The space welcomes attendees to Warhol’s work dating back to 1953, nearly a decade before his soup cans series. Freshly relocated from Pittsburgh, Warhol spent these years working as a commercial illustrator in New York. The relatively obscure shoe illustrations were used as advertisements for shoe manufacturer I.Miller and show the development of Warhol’s blotting line technique.
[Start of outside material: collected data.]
use std::path::{Path, PathBuf};
use std::time::Duration;

use serde::{Deserialize, Serialize};
use tracing::debug;

use crate::codec::ProtocolVersion;
use crate::error::{Error, Result};
use crate::renderer::{SurfaceStyle, DEFAULT_PANEL_HEIGHT};

/// Client configuration
#[derive(Debug, Clone, PartialEq, Eq, Serialize, Deserialize)]
#[serde(default)]
pub struct ClientConfig {
    pub url: String,
    pub protocol: ProtocolVersion,
    /// Board size in cells
    pub board_width: u16,
    pub board_height: u16,
    pub panel_height: i32,
    pub style: SurfaceStyle,
    /// Period of the local simulation clock; no ticker when unset
    pub tick_ms: Option<u64>,
}

impl Default for ClientConfig {
    fn default() -> Self {
        Self {
            url: "ws://127.0.0.1/game_data".into(),
            protocol: ProtocolVersion::V1,
            board_width: 20,
            board_height: 5,
            panel_height: DEFAULT_PANEL_HEIGHT,
            style: SurfaceStyle::default(),
            tick_ms: None,
        }
    }
}

impl ClientConfig {
    /// `<config dir>/snake-client/config.json`
    pub fn default_path() -> Option<PathBuf> {
        dirs::config_dir().map(|dir| dir.join("snake-client").join("config.json"))
    }

    /// Read a JSON config; a missing file yields the defaults
    pub fn load(path: &Path) -> Result<Self> {
        let text = match std::fs::read_to_string(path) {
            Ok(text) => text,
            Err(e) if e.kind() == std::io::ErrorKind::NotFound => {
                debug!(path = %path.display(), "no config file, using defaults");
                return Ok(Self::default());
            }
            Err(e) => return Err(e.into()),
        };
        Self::from_json(&text).map_err(|e| match e {
            Error::Config(msg) => Error::Config(format!("{}: {msg}", path.display())),
            other => other,
        })
    }

    pub fn from_json(text: &str) -> Result<Self> {
        serde_json::from_str(text).map_err(|e| Error::Config(e.to_string()))
    }

    pub fn tick_period(&self) -> Option<Duration> {
        self.tick_ms.map(Duration::from_millis)
    }
}

#[cfg(test)]
mod tests {
    use super::*;
    use crate::renderer::Rgb;

    #[test]
    fn test_defaults() {
        let config = ClientConfig::default();
        assert_eq!(config.url, "ws://127.0.0.1/game_data");
        assert_eq!((config.board_width, config.board_height), (20, 5));
        assert_eq!(config.style.pixel_width, 6);
        assert_eq!(config.style.pixel_height, 9);
        assert_eq!(config.style.spacing, 1);
        assert_eq!(config.style.background, Rgb::new(164, 197, 63));
        assert_eq!(config.style.foreground, Rgb::new(59, 75, 20));
        assert_eq!(config.tick_period(), None);
    }

    #[test]
    fn test_partial_json_keeps_defaults() {
        let config = ClientConfig::from_json(r#"{"protocol": "v2", "board_width": 10, "tick_ms": 250}"#).unwrap();
        assert_eq!(config.protocol, ProtocolVersion::V2);
        assert_eq!(config.board_width, 10);
        assert_eq!(config.board_height, 5);
        assert_eq!(config.tick_period(), Some(Duration::from_millis(250)));
    }

    #[test]
    fn test_bad_json() {
        assert!(matches!(ClientConfig::from_json("{"), Err(Error::Config(_))));
        assert!(matches!(ClientConfig::from_json(r#"{"protocol": "v9"}"#), Err(Error::Config(_))));
    }

    #[test]
    fn test_missing_file_is_default() {
        let path = std::env::temp_dir().join("snake-client-no-such-dir").join("config.json");
        assert_eq!(ClientConfig::load(&path).unwrap(), ClientConfig::default());
    }

    #[test]
    fn test_load_round_trip() {
        let path = std::env::temp_dir().join(format!("snake-client-config-{}.json", std::process::id()));
        let mut config = ClientConfig::default();
        config.url = "ws://example.test:8080/game_data".into();
        std::fs::write(&path, serde_json::to_string_pretty(&config).unwrap()).unwrap();
        let loaded = ClientConfig::load(&path);
        let _ = std::fs::remove_file(&path);
        assert_eq!(loaded.unwrap(), config);
    }
}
Guests are then guided to the centerpiece of the exhibit, thirty-two nearly identical canvases that make up Warhol’s iconic Campbell’s Soup Cans. The MoMA intentionally echoes the 1962 debut of the collection, presented at the Ferus Gallery in Los Angeles, by displaying the canvases side by side as opposed to its typical grid layout. This series of work marked the beginning of Warhol’s transition into repetition style and uniform aesthetic of screen-printing. With Warhol working 9 to 5 as an illustrator, the uniformity offers a witty commentary on the mass produced commodity culture of America.

The final portion of the exhibition showcases Warhol’s pop years from 1962-1967. The works showcased offer the same commentary as the soup cans, except now the subjects are derived from media images, evidently seen on the famed Marilyn Paintings.

“Andy Warhol: ‘Campbell’s Soup Cans’ and Other Works, 1953-1967″ runs through October 18, 2015 at the Museum of Modern Art, Manhattan.